Start of Listed entries

//! Coordinate reference system handling.
//!
//! All geometries in the model are expressed in SIRGAS 2000 geographic
//! coordinates (EPSG:4674). [`canonicalize`] is the only way to build a
//! [`CanonicalGeometry`], so no input path can skip the conversion.

mod utm;

use std::fmt;
use std::sync::LazyLock;

use geo::{BoundingRect, Coord, Geometry, MapCoords, Point, Rect};
use regex::Regex;
use serde::Serialize;

use crate::error::InputError;

pub use utm::utm_to_geographic;

/// EPSG code of the canonical CRS (SIRGAS 2000)
pub const CANONICAL_EPSG: u32 = 4674;

/// CRS a geometry is expressed in before canonicalization
#[derive(Debug, Clone, Copy, PartialEq, Eq)]
pub enum SourceCrs {
    /// SIRGAS 2000 geographic (EPSG:4674)
    Sirgas2000,
    /// WGS 84 geographic (EPSG:4326), treated as coincident with SIRGAS 2000
    Wgs84,
    /// Transverse Mercator zone on SIRGAS 2000 or WGS 84
    Utm { zone: u8, south: bool },
}

impl SourceCrs {
    /// EPSG code for logging
    pub fn epsg(&self) -> u32 {
        match self {
            SourceCrs::Sirgas2000 => 4674,
            SourceCrs::Wgs84 => 4326,
            // SIRGAS 2000 / UTM zone 17N..22N are 31971..31976, 17S..25S are 31977..31985
            SourceCrs::Utm { zone, south: true } => 31960 + *zone as u32,
            SourceCrs::Utm { zone, south: false } => 31954 + *zone as u32,
        }
    }

    /// Detect the CRS described by a shapefile `.prj` (ESRI WKT).
    pub fn from_wkt(wkt: &str) -> Result<Self, InputError> {
        static UTM_ZONE: LazyLock<Regex> = LazyLock::new(|| {
            Regex::new(r"(?i)UTM[ _]zone[ _](\d{1,2})\s*([NS])").expect("valid regex")
        });

        let trimmed = wkt.trim();
        let upper = trimmed.to_ascii_uppercase();
        let known_datum = upper.contains("SIRGAS") || upper.contains("WGS");

        if upper.starts_with("PROJCS") {
            let captures = UTM_ZONE
                .captures(trimmed)
                .filter(|_| known_datum)
                .ok_or_else(|| InputError::UnsupportedCrs(summarize_wkt(trimmed)))?;
            let zone: u8 = captures[1]
                .parse()
                .map_err(|_| InputError::UnsupportedCrs(summarize_wkt(trimmed)))?;
            if !(1..=60).contains(&zone) {
                return Err(InputError::UnsupportedCrs(summarize_wkt(trimmed)));
            }
            let south = captures[2].eq_ignore_ascii_case("S");
            return Ok(SourceCrs::Utm { zone, south });
        }

        if upper.starts_with("GEOGCS") {
            if upper.contains("SIRGAS") {
                return Ok(SourceCrs::Sirgas2000);
            }
            if upper.contains("WGS") {
                return Ok(SourceCrs::Wgs84);
            }
        }

        Err(InputError::UnsupportedCrs(summarize_wkt(trimmed)))
    }

    fn to_canonical(self, coord: Coord<f64>) -> Coord<f64> {
        match self {
            SourceCrs::Sirgas2000 | SourceCrs::Wgs84 => coord,
            SourceCrs::Utm { zone, south } => {
                let (x, y) = utm_to_geographic(coord.x, coord.y, zone, south);
                Coord { x, y }
            }
        }
    }
}

impl fmt::Display for SourceCrs {
    fn fmt(&self, f: &mut fmt::Formatter<'_>) -> fmt::Result {
        write!(f, "EPSG:{}", self.epsg())
    }
}

/// Name of the first WKT node, used in error messages.
fn summarize_wkt(wkt: &str) -> String {
    let head: String = wkt.chars().take_while(|c| *c != ',').take(80).collect();
    if head.is_empty() {
        "empty projection file".to_string()
    } else {
        head
    }
}

/// Kind of geometry an entity may carry
#[derive(Debug, Clone, Copy, PartialEq, Eq, Serialize)]
#[serde(rename_all = "snake_case")]
pub enum GeometryKind {
    Point,
    Polygon,
}

/// A point, polygon or multipolygon expressed in EPSG:4674.
#[derive(Debug, Clone, PartialEq)]
pub struct CanonicalGeometry {
    geometry: Geometry<f64>,
}

impl CanonicalGeometry {
    pub fn geometry(&self) -> &Geometry<f64> {
        &self.geometry
    }

    pub fn into_geometry(self) -> Geometry<f64> {
        self.geometry
    }

    pub fn kind(&self) -> GeometryKind {
        match self.geometry {
            Geometry::Point(_) => GeometryKind::Point,
            _ => GeometryKind::Polygon,
        }
    }

    /// The point, when this is a point geometry
    pub fn as_point(&self) -> Option<Point<f64>> {
        match self.geometry {
            Geometry::Point(p) => Some(p),
            _ => None,
        }
    }

    pub fn bounding_rect(&self) -> Option<Rect<f64>> {
        self.geometry.bounding_rect()
    }

    pub fn epsg(&self) -> u32 {
        CANONICAL_EPSG
    }
}

/// Convert a geometry from `source` into the canonical CRS.
///
/// Accepts points, polygons and multipolygons; every resulting coordinate
/// must be a valid latitude/longitude.
pub fn canonicalize(
    geometry: Geometry<f64>,
    source: SourceCrs,
) -> Result<CanonicalGeometry, InputError> {
    match geometry {
        Geometry::Point(_) | Geometry::Polygon(_) | Geometry::MultiPolygon(_) => {}
        other => {
            return Err(InputError::UnsupportedGeometry(
                geometry_type_name(&other).to_string(),
            ))
        }
    }

    let geometry = geometry.map_coords(|c| source.to_canonical(c));

    if let Some(rect) = geometry.bounding_rect() {
        for corner in [rect.min(), rect.max()] {
            check_range(corner.y, corner.x)?;
        }
    }

    Ok(CanonicalGeometry { geometry })
}

/// Build a canonical point from latitude/longitude in decimal degrees.
pub fn canonical_point(
    lat: f64,
    lon: f64,
    source: SourceCrs,
) -> Result<CanonicalGeometry, InputError> {
    check_range(lat, lon)?;
    canonicalize(Geometry::Point(Point::new(lon, lat)), source)
}

fn check_range(lat: f64, lon: f64) -> Result<(), InputError> {
    let valid = lat.is_finite()
        && lon.is_finite()
        && (-90.0..=90.0).contains(&lat)
        && (-180.0..=180.0).contains(&lon);
    if !valid {
        return Err(InputError::Range { lat, lon });
    }
    Ok(())
}

fn geometry_type_name(geometry: &Geometry<f64>) -> &'static str {
    match geometry {
        Geometry::Point(_) => "Point",
        Geometry::Line(_) => "Line",
        Geometry::LineString(_) => "LineString",
        Geometry::Polygon(_) => "Polygon",
        Geometry::MultiPoint(_) => "MultiPoint",
        Geometry::MultiLineString(_) => "MultiLineString",
        Geometry::MultiPolygon(_) => "MultiPolygon",
        Geometry::GeometryCollection(_) => "GeometryCollection",
        Geometry::Rect(_) => "Rect",
        Geometry::Triangle(_) => "Triangle",
    }
}
//! Per-entity classification output.

use serde::Serialize;

use super::FeatureId;

/// Code compared against for the GaK flag
pub const GAK_THRESHOLD: &str = "F";

/// Classification of one entity against both reference layers.
///
/// Absent matches are data: `None` attributes and `false` flags.
#[derive(Debug, Clone, PartialEq, Eq, Serialize)]
pub struct ClassificationResult {
    pub entity_name: String,
    pub municipality_name: Option<String>,
    pub typology_code: Option<String>,
    pub gak_flag: bool,
    pub settlement_name: Option<String>,
    /// Set exactly when `settlement_name` is
    pub fcu_flag: bool,

    /// Matched typology feature, for drawing
    #[serde(skip)]
    pub typology_feature: Option<FeatureId>,

    /// Intersected settlement feature, for drawing; may be unnamed
    #[serde(skip)]
    pub settlement_feature: Option<FeatureId>,
}

/// True iff the code compares lexicographically greater than `"F"`.
pub fn is_gak(typology_code: Option<&str>) -> bool {
    typology_code.is_some_and(|code| code > GAK_THRESHOLD)
}
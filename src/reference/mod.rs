//! Reference layer store.
//!
//! Holds the typology and settlement layers. Loaded once at startup and
//! read-only afterwards, so one store can be shared (`Arc`) by every run.

mod index;
mod loader;

use tracing::info;

use crate::config::ReferenceConfig;
use crate::error::ReferenceLoadError;
use crate::models::{SettlementFeature, TypologyFeature};

pub use index::LayerIndex;
pub use loader::{load_settlements, load_typology, SETTLEMENT_LAYER, TYPOLOGY_LAYER};

/// Both reference layers with their spatial indexes
pub struct ReferenceStore {
    typology: LayerIndex<TypologyFeature>,
    settlement: LayerIndex<SettlementFeature>,
}

impl ReferenceStore {
    /// Load both layers. Any failure is fatal: there is no degraded mode.
    pub fn load(config: &ReferenceConfig) -> Result<Self, ReferenceLoadError> {
        let (typology, settlement) =
            rayon::join(|| load_typology(config), || load_settlements(config));
        let store = Self::from_features(typology?, settlement?);

        info!(
            "Reference store ready: {} typology, {} settlement features",
            store.typology.len(),
            store.settlement.len()
        );
        Ok(store)
    }

    /// Build from already canonical features
    pub fn from_features(
        typology: Vec<TypologyFeature>,
        settlement: Vec<SettlementFeature>,
    ) -> Self {
        Self {
            typology: LayerIndex::build(typology),
            settlement: LayerIndex::build(settlement),
        }
    }

    pub fn typology_layer(&self) -> &[TypologyFeature] {
        self.typology.features()
    }

    pub fn settlement_layer(&self) -> &[SettlementFeature] {
        self.settlement.features()
    }

    pub fn typology_index(&self) -> &LayerIndex<TypologyFeature> {
        &self.typology
    }

    pub fn settlement_index(&self) -> &LayerIndex<SettlementFeature> {
        &self.settlement
    }
}
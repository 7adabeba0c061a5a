//! ArcGIS World Geocoding Service client (`findAddressCandidates`).

use std::time::Duration;

use anyhow::{Context, Result};
use reqwest::Client;
use serde::Deserialize;
use tracing::{debug, warn};
use url::Url;

use super::{GeocodedPoint, Geocoder};
use crate::config::GeocoderConfig;

pub const ARCGIS_ENDPOINT: &str =
    "https://geocode.arcgis.com/arcgis/rest/services/World/GeocodeServer/findAddressCandidates";

/// Geocoder backed by ArcGIS, with a hard request timeout
pub struct ArcGisGeocoder {
    client: Client,
    endpoint: Url,
    min_score: f64,
}

#[derive(Debug, Deserialize)]
struct CandidatesResponse {
    #[serde(default)]
    candidates: Vec<Candidate>,
    error: Option<ServiceError>,
}

#[derive(Debug, Deserialize)]
struct Candidate {
    address: Option<String>,
    location: Location,
    score: Option<f64>,
}

#[derive(Debug, Deserialize)]
struct Location {
    x: f64,
    y: f64,
}

#[derive(Debug, Deserialize)]
struct ServiceError {
    code: Option<i64>,
    message: String,
}

impl ArcGisGeocoder {
    pub fn new(config: &GeocoderConfig) -> Result<Self> {
        let endpoint = Url::parse(&config.endpoint).context("Invalid geocoder endpoint")?;
        let client = Client::builder()
            .user_agent(concat!("tipologia/", env!("CARGO_PKG_VERSION")))
            .timeout(Duration::from_secs(config.timeout_secs))
            .build()
            .context("Failed to create HTTP client")?;

        Ok(Self {
            client,
            endpoint,
            min_score: config.min_score,
        })
    }

    fn request_url(&self, address: &str) -> Result<Url> {
        let url = Url::parse_with_params(
            self.endpoint.as_str(),
            &[
                ("SingleLine", address),
                ("f", "json"),
                ("maxLocations", "1"),
                ("outSR", "4326"),
            ],
        )?;
        Ok(url)
    }
}

impl Geocoder for ArcGisGeocoder {
    async fn geocode(&self, address: &str) -> Result<Option<GeocodedPoint>> {
        let url = self.request_url(address)?;

        let response = self
            .client
            .get(url)
            .send()
            .await
            .context("Geocoding request failed")?;

        if !response.status().is_success() {
            let status = response.status();
            warn!("Geocoder answered {} for {:?}", status, address);
            anyhow::bail!("geocoder answered HTTP {}", status);
        }

        let body: CandidatesResponse = response
            .json()
            .await
            .context("Failed to parse geocoder response")?;

        let best = best_candidate(body, self.min_score)?;
        match &best {
            Some(point) => debug!("Geocoded {:?} to ({}, {})", address, point.lat, point.lon),
            None => debug!("No geocoding candidate for {:?}", address),
        }
        Ok(best)
    }
}

/// Score given to candidates the service left unscored
const UNSCORED: f64 = 0.0;

/// Pick the top candidate, turning service-level errors into `Err`.
fn best_candidate(body: CandidatesResponse, min_score: f64) -> Result<Option<GeocodedPoint>> {
    if let Some(error) = body.error {
        anyhow::bail!(
            "geocoder error {}: {}",
            error.code.map(|c| c.to_string()).unwrap_or_default(),
            error.message
        );
    }

    Ok(body
        .candidates
        .into_iter()
        .filter(|c| c.score.unwrap_or(UNSCORED) >= min_score)
        .max_by(|a, b| {
            a.score
                .unwrap_or(UNSCORED)
                .partial_cmp(&b.score.unwrap_or(UNSCORED))
                .unwrap_or(std::cmp::Ordering::Equal)
        })
        .map(|c| GeocodedPoint {
            lat: c.location.y,
            lon: c.location.x,
            score: c.score,
            matched_address: c.address,
        }))
}
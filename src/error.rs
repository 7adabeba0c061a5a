//! Error types for input normalization and reference loading.

use std::path::PathBuf;

use serde::Serialize;
use thiserror::Error;

/// Errors attached to a single entity, row or bundle.
///
/// None of these abort sibling inputs in the same run.
#[derive(Debug, Error)]
pub enum InputError {
    /// Malformed DMS or coordinate string
    #[error("invalid coordinates {input:?}: {reason}")]
    Parse { input: String, reason: String },

    /// Latitude/longitude outside [-90,90] / [-180,180]
    #[error("coordinates out of range: latitude {lat}, longitude {lon}")]
    Range { lat: f64, lon: f64 },

    /// Address could not be resolved to a coordinate
    #[error("could not geocode address {address:?}: {reason}")]
    Geocode { address: String, reason: String },

    /// One malformed row of a tabular batch
    #[error("row {row}: {reason}")]
    RowParse { row: usize, reason: String },

    /// Polygon bundle without all mandatory companion files
    #[error("bundle {base_name} is missing {}", missing.join(", "))]
    IncompleteBundle {
        base_name: String,
        missing: Vec<String>,
    },

    /// Polygon bundle present but unreadable
    #[error("could not read bundle {base_name}: {reason}")]
    BundleRead { base_name: String, reason: String },

    /// Projection that cannot be converted to EPSG:4674
    #[error("unsupported coordinate reference system: {0}")]
    UnsupportedCrs(String),

    /// Geometry type other than point, polygon or multipolygon
    #[error("unsupported geometry type: {0}")]
    UnsupportedGeometry(String),

    /// Tabular source that could not be opened or decoded
    #[error("could not read input: {0}")]
    Unreadable(String),
}

impl InputError {
    pub fn parse(input: impl Into<String>, reason: impl Into<String>) -> Self {
        Self::Parse {
            input: input.into(),
            reason: reason.into(),
        }
    }

    pub fn row(row: usize, reason: impl Into<String>) -> Self {
        Self::RowParse {
            row,
            reason: reason.into(),
        }
    }

    pub fn bundle_read(base_name: impl Into<String>, reason: impl ToString) -> Self {
        Self::BundleRead {
            base_name: base_name.into(),
            reason: reason.to_string(),
        }
    }

    /// Stable machine-readable name of the error kind
    pub fn kind(&self) -> &'static str {
        match self {
            InputError::Parse { .. } => "parse_error",
            InputError::Range { .. } => "range_error",
            InputError::Geocode { .. } => "geocode_error",
            InputError::RowParse { .. } => "row_parse_error",
            InputError::IncompleteBundle { .. } => "incomplete_bundle_error",
            InputError::BundleRead { .. } => "bundle_read_error",
            InputError::UnsupportedCrs(_) => "unsupported_crs",
            InputError::UnsupportedGeometry(_) => "unsupported_geometry",
            InputError::Unreadable(_) => "unreadable_input",
        }
    }
}

/// An input that failed normalization, with the entity/file it belongs to.
#[derive(Debug)]
pub struct InputFailure {
    /// Entity name, CSV source or bundle base name
    pub subject: String,
    pub error: InputError,
}

impl InputFailure {
    pub fn new(subject: impl Into<String>, error: InputError) -> Self {
        Self {
            subject: subject.into(),
            error,
        }
    }

    pub fn to_report(&self) -> FailureReport {
        FailureReport {
            subject: self.subject.clone(),
            kind: self.error.kind(),
            message: self.error.to_string(),
        }
    }
}

/// Serializable view of an [`InputFailure`]
#[derive(Debug, Clone, Serialize)]
pub struct FailureReport {
    pub subject: String,
    pub kind: &'static str,
    pub message: String,
}

/// Fatal error while loading a reference layer at startup
#[derive(Debug, Error)]
pub enum ReferenceLoadError {
    #[error("reference layer {layer} not found at {}", path.display())]
    Missing { layer: &'static str, path: PathBuf },

    #[error("reference layer {layer} at {} is malformed: {reason}", path.display())]
    Malformed {
        layer: &'static str,
        path: PathBuf,
        reason: String,
    },

    #[error("reference layer {layer} uses an unsupported projection: {source}")]
    Crs {
        layer: &'static str,
        #[source]
        source: InputError,
    },
}
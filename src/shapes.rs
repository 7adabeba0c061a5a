//! Shapefile reading shared by uploaded bundles and reference layers.

use std::fs::{self, File};
use std::io::{BufReader, Read, Seek};
use std::path::{Path, PathBuf};

use anyhow::{Context, Result};
use geo::{Geometry, MultiPolygon};
use shapefile::dbase::{FieldValue, Record};
use shapefile::{Shape, ShapeReader};
use tracing::debug;

/// One feature of a shapefile, geometry still in the file's CRS
pub struct ShapeRecord {
    /// Position of the feature in the file
    pub index: usize,
    pub geometry: Geometry<f64>,
    pub record: Record,
}

/// Read every non-null feature of a `.shp` file with its `.dbf` attributes.
///
/// Companions are looked up next to `shp_path` with lower-case extensions.
pub fn read_shapes(shp_path: &Path) -> Result<Vec<ShapeRecord>> {
    let reader = shapefile::Reader::from_path(shp_path)
        .with_context(|| format!("Failed to open {}", shp_path.display()))?;
    collect_features(reader, shp_path)
}

/// Same as [`read_shapes`] with every companion given explicitly.
pub fn read_shapes_from(
    shp_path: &Path,
    shx_path: &Path,
    dbf_path: &Path,
) -> Result<Vec<ShapeRecord>> {
    let shp = File::open(shp_path)
        .with_context(|| format!("Failed to open {}", shp_path.display()))?;
    let shx = File::open(shx_path)
        .with_context(|| format!("Failed to open {}", shx_path.display()))?;
    let shape_reader = ShapeReader::with_shx(BufReader::new(shp), BufReader::new(shx))
        .with_context(|| format!("Failed to read {}", shp_path.display()))?;
    let dbase_reader = shapefile::dbase::Reader::from_path(dbf_path)
        .with_context(|| format!("Failed to read {}", dbf_path.display()))?;

    collect_features(shapefile::Reader::new(shape_reader, dbase_reader), shp_path)
}

fn collect_features<T, D>(
    mut reader: shapefile::Reader<T, D>,
    shp_path: &Path,
) -> Result<Vec<ShapeRecord>>
where
    T: Read + Seek,
    D: Read + Seek,
{
    let mut features = Vec::new();
    for (index, item) in reader.iter_shapes_and_records().enumerate() {
        let (shape, record) =
            item.with_context(|| format!("Failed to read feature {}", index + 1))?;

        if matches!(shape, Shape::NullShape) {
            debug!("Skipping null shape {} in {}", index, shp_path.display());
            continue;
        }

        let shape_type = shape.shapetype();
        // shapefile converts into geo-types directly
        let geometry = match geo_types::Geometry::<f64>::try_from(shape) {
            Ok(geometry) => geometry,
            Err(_) => anyhow::bail!(
                "feature {} has unsupported shape type {:?}",
                index + 1,
                shape_type
            ),
        };

        features.push(ShapeRecord {
            index,
            geometry: simplify_collection(geometry),
            record,
        });
    }

    Ok(features)
}

/// Contents of the `.prj` next to `shp_path`, if present
pub fn read_projection(shp_path: &Path) -> Result<Option<String>> {
    let prj = companion(shp_path, "prj");
    if !prj.exists() {
        return Ok(None);
    }
    let wkt = fs::read_to_string(&prj)
        .with_context(|| format!("Failed to read {}", prj.display()))?;
    Ok(Some(wkt))
}

/// Sibling file sharing the base name of `shp_path`
pub fn companion(shp_path: &Path, extension: &str) -> PathBuf {
    shp_path.with_extension(extension)
}

/// Attribute value as text; empty strings count as absent.
pub fn field_text(record: &Record, field: &str) -> Option<String> {
    let text = match record.get(field)? {
        FieldValue::Character(Some(s)) => s.trim().to_string(),
        FieldValue::Memo(s) => s.trim().to_string(),
        FieldValue::Numeric(Some(n)) => format_number(*n),
        FieldValue::Float(Some(n)) => format_number(*n as f64),
        FieldValue::Double(n) => format_number(*n),
        FieldValue::Integer(n) => n.to_string(),
        _ => return None,
    };

    if text.is_empty() {
        None
    } else {
        Some(text)
    }
}

fn format_number(n: f64) -> String {
    if n.fract() == 0.0 && n.abs() < 1e15 {
        format!("{}", n as i64)
    } else {
        n.to_string()
    }
}

/// Polygon shapes convert to multipolygons; unwrap the single-part case.
fn simplify_collection(geometry: Geometry<f64>) -> Geometry<f64> {
    match geometry {
        Geometry::MultiPolygon(mut mp) if mp.0.len() == 1 => {
            Geometry::Polygon(mp.0.remove(0))
        }
        Geometry::MultiPoint(mut mp) if mp.0.len() == 1 => Geometry::Point(mp.0.remove(0)),
        other => other,
    }
}

/// Polygonal geometry as a multipolygon, `None` for anything else
pub fn to_multipolygon(geometry: Geometry<f64>) -> Option<MultiPolygon<f64>> {
    match geometry {
        Geometry::Polygon(p) => Some(MultiPolygon::new(vec![p])),
        Geometry::MultiPolygon(mp) => Some(mp),
        _ => None,
    }
}
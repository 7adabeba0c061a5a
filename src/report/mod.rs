//! Result aggregation and tabular output.

mod locale;
mod table;

pub use locale::{Labels, Locale};
pub use table::{aggregate, received, ReceivedRow, Table, TableRow, TableView};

End of Listed entries

Prompt: Look through the entries above and report each line where the string "UnsupportedCrs" occurs.

Result of this exercise:
                .ok_or_else(|| InputError::UnsupportedCrs(summarize_wkt(trimmed)))?;
                .map_err(|_| InputError::UnsupportedCrs(summarize_wkt(trimmed)))?;
                return Err(InputError::UnsupportedCrs(summarize_wkt(trimmed)));
        Err(InputError::UnsupportedCrs(summarize_wkt(trimmed)))
    UnsupportedCrs(String),
            InputError::UnsupportedCrs(_) => "unsupported_crs",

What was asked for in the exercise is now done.